CHA successfully convinces the administration to issue emergency changes to the nurse-to-patient staffing ratios regulations, giving hospitals needed flexibility in providing timely access to patient-care services.
HASC and CHA launch a long-term effort to educate and engage local elected officials and policymakers, key stakeholder groups, the media, opinion leaders and hospital advocates on the critical issues that impact hospitals and health care delivery.
PDS provides current health plan contract data and sophisticated analysis for strategic planning, business development and contract negotiations.
Recuperative Care program administered through HASC’s charitable affiliate National Health Foundation served more than 1,000 recovering homeless patients no longer in need of hospitalization, saving hospitals $9 million. Started in Orange County, the program now has additional locations in Los Angeles and Inland Empire, and acts as a model for new programs nationwide.
Growing statewide collaborative working to improve clinical outcomes, PSF, formerly Southern California Patient Safety First, demonstrates saving nearly 1,000 lives and cost savings that exceed $19 million.
The Master Medical Foundation, a first-in-the-nation initiated by HASC and its members, helped to facilitate physician/hospital integration and enhance care coordination using a foundation model.
In partnership with iVantage Health Analytics, Lodestone Data Connect provides a robust database to benchmark performance, do peer comparisons, maximize efficiency and guide business development.
Launched as a wholly owned subsidiary of HASC, IPE helps hospitals improve performance and efficiency with Lean program development, performance management tools and professional designation for performance improvement experts.
The first SHIP virtual community dedicated to professional development of performance improvement, Lean and Six Sigma health care professionals in the Unites States.

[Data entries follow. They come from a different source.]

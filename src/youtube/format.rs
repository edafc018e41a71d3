//! Display helpers shared by the tools.

use chrono::{DateTime, Utc};

/// Format an integer with thousands separators (`1234567` → `1,234,567`).
pub fn thousands(n: u64) -> String {
    let digits = n.to_string();
    let mut out = String::with_capacity(digits.len() + digits.len() / 3);
    for (i, ch) in digits.chars().enumerate() {
        if i > 0 && (digits.len() - i) % 3 == 0 {
            out.push(',');
        }
        out.push(ch);
    }
    out
}

/// Format a count compactly (`1.2K`, `3.4M`, `5.6B`); small counts keep separators.
pub fn compact(n: u64) -> String {
    let n_f = n as f64;
    if n >= 1_000_000_000 {
        format!("{:.1}B", n_f / 1e9)
    } else if n >= 1_000_000 {
        format!("{:.1}M", n_f / 1e6)
    } else if n >= 1_000 {
        format!("{:.1}K", n_f / 1e3)
    } else {
        thousands(n)
    }
}

/// Truncate to `max_chars` characters, appending `...` when cut.
pub fn truncate(s: &str, max_chars: usize) -> String {
    match s.char_indices().nth(max_chars) {
        Some((idx, _)) => format!("{}...", &s[..idx]),
        None => s.to_string(),
    }
}

/// `YYYY-MM-DD`, or `Unknown`.
pub fn short_date(date: Option<DateTime<Utc>>) -> String {
    date.map(|d| d.format("%Y-%m-%d").to_string())
        .unwrap_or_else(|| "Unknown".to_string())
}

/// Capitalise the first letter (`public` → `Public`).
pub fn capitalize(s: &str) -> String {
    let mut chars = s.chars();
    match chars.next() {
        Some(first) => first.to_uppercase().chain(chars).collect(),
        None => String::new(),
    }
}

/// `[MM:SS]` timestamp; minutes are not wrapped into hours.
pub fn minute_timestamp(seconds: f64) -> String {
    let total = seconds.max(0.0) as u64;
    format!("[{:02}:{:02}]", total / 60, total % 60)
}

/// A parsed ISO 8601 duration as used by `contentDetails.duration`.
#[derive(Debug, Clone, Copy, PartialEq, Eq)]
pub struct IsoDuration {
    pub total_seconds: u64,
}

impl IsoDuration {
    /// Parse `P[nD]T[nH][nM][nS]`. Returns `None` for anything else.
    pub fn parse(raw: &str) -> Option<Self> {
        let rest = raw.trim().strip_prefix('P')?;
        let (date_part, time_part) = match rest.split_once('T') {
            Some((d, t)) => (d, t),
            None => (rest, ""),
        };
        if date_part.is_empty() && time_part.is_empty() {
            return None;
        }

        const DATE_UNITS: &[(char, u64)] = &[('W', 604_800), ('D', 86_400)];
        const TIME_UNITS: &[(char, u64)] = &[('H', 3_600), ('M', 60), ('S', 1)];

        let mut total = 0u64;
        for (part, units) in [(date_part, DATE_UNITS), (time_part, TIME_UNITS)] {
            let mut number = String::new();
            for ch in part.chars() {
                if ch.is_ascii_digit() {
                    number.push(ch);
                    continue;
                }
                let &(_, factor) = units.iter().find(|(u, _)| *u == ch)?;
                let value: u64 = number.parse().ok()?;
                total = value.checked_mul(factor).and_then(|v| total.checked_add(v))?;
                number.clear();
            }
            if !number.is_empty() {
                return None;
            }
        }

        Some(Self { total_seconds: total })
    }

    pub fn minutes(&self) -> u64 {
        self.total_seconds / 60
    }

    /// The minutes shown next to the hours, e.g. 5 for `1h 5m 3s`.
    pub fn minute_component(&self) -> u64 {
        (self.total_seconds % 3600) / 60
    }
}

impl std::fmt::Display for IsoDuration {
    fn fmt(&self, f: &mut std::fmt::Formatter<'_>) -> std::fmt::Result {
        let hours = self.total_seconds / 3600;
        let minutes = self.minute_component();
        let secs = self.total_seconds % 60;

        let mut parts = Vec::new();
        if hours > 0 {
            parts.push(format!("{}h", hours));
        }
        if minutes > 0 {
            parts.push(format!("{}m", minutes));
        }
        if secs > 0 || parts.is_empty() {
            parts.push(format!("{}s", secs));
        }
        write!(f, "{}", parts.join(" "))
    }
}

/// Human-readable duration, falling back to the raw value or `Unknown`.
pub fn display_duration(raw: Option<&str>) -> String {
    match raw {
        Some(r) => IsoDuration::parse(r)
            .map(|d| d.to_string())
            .unwrap_or_else(|| r.to_string()),
        None => "Unknown".to_string(),
    }
}

#[cfg(test)]
mod tests {
    use super::*;
    use chrono::TimeZone;

    #[test]
    fn test_thousands() {
        assert_eq!(thousands(0), "0");
        assert_eq!(thousands(999), "999");
        assert_eq!(thousands(1000), "1,000");
        assert_eq!(thousands(1234567), "1,234,567");
    }

    #[test]
    fn test_compact() {
        assert_eq!(compact(950), "950");
        assert_eq!(compact(1_500), "1.5K");
        assert_eq!(compact(2_340_000), "2.3M");
        assert_eq!(compact(1_600_000_000), "1.6B");
    }

    #[test]
    fn test_truncate_is_char_safe() {
        assert_eq!(truncate("short", 10), "short");
        assert_eq!(truncate("abcdef", 3), "abc...");
        assert_eq!(truncate("héllo wörld", 4), "héll...");
        assert_eq!(truncate("exact", 5), "exact");
    }

    #[test]
    fn test_iso_duration() {
        assert_eq!(IsoDuration::parse("PT4M13S").unwrap().total_seconds, 253);
        assert_eq!(IsoDuration::parse("PT1H").unwrap().minutes(), 60);
        assert_eq!(IsoDuration::parse("P1DT2H").unwrap().total_seconds, 93_600);
        assert_eq!(IsoDuration::parse("PT0S").unwrap().total_seconds, 0);
        assert!(IsoDuration::parse("4:13").is_none());
        assert!(IsoDuration::parse("P").is_none());
        assert!(IsoDuration::parse("PT5X").is_none());
        assert!(IsoDuration::parse("PT5").is_none());
    }

    #[test]
    fn test_iso_duration_overflow_is_rejected() {
        assert!(IsoDuration::parse("P99999999999999999W").is_none());
        assert!(IsoDuration::parse("P18446744073709551615DT1S").is_none());
        assert_eq!(display_duration(Some("P99999999999999999W")), "P99999999999999999W");
    }

    #[test]
    fn test_minute_component() {
        assert_eq!(IsoDuration::parse("PT1H5M3S").unwrap().minute_component(), 5);
        assert_eq!(IsoDuration::parse("PT2H").unwrap().minute_component(), 0);
        assert_eq!(IsoDuration::parse("PT45M").unwrap().minute_component(), 45);
    }

    #[test]
    fn test_display_duration() {
        assert_eq!(display_duration(Some("PT1H2M3S")), "1h 2m 3s");
        assert_eq!(display_duration(Some("PT4M")), "4m");
        assert_eq!(display_duration(Some("PT0S")), "0s");
        assert_eq!(display_duration(Some("weird")), "weird");
        assert_eq!(display_duration(None), "Unknown");
    }

    #[test]
    fn test_dates_and_timestamps() {
        let date = Utc.with_ymd_and_hms(2024, 3, 9, 12, 0, 0).unwrap();
        assert_eq!(short_date(Some(date)), "2024-03-09");
        assert_eq!(short_date(None), "Unknown");
        assert_eq!(minute_timestamp(75.9), "[01:15]");
        assert_eq!(minute_timestamp(3725.0), "[62:05]");
        assert_eq!(capitalize("public"), "Public");
        assert_eq!(capitalize(""), "");
    }
}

Building leadership skills for tomorrow, LEAD Academy attracted almost 140 new and veteran health care managers leading to a Certificate in Health Care Leadership for 38 professionals in its first year.
HASC convenes hospital members, law enforcement and risk analysis experts for one of the largest and most comprehensive health care-specific active shooter drills and emergency planning sessions in the state.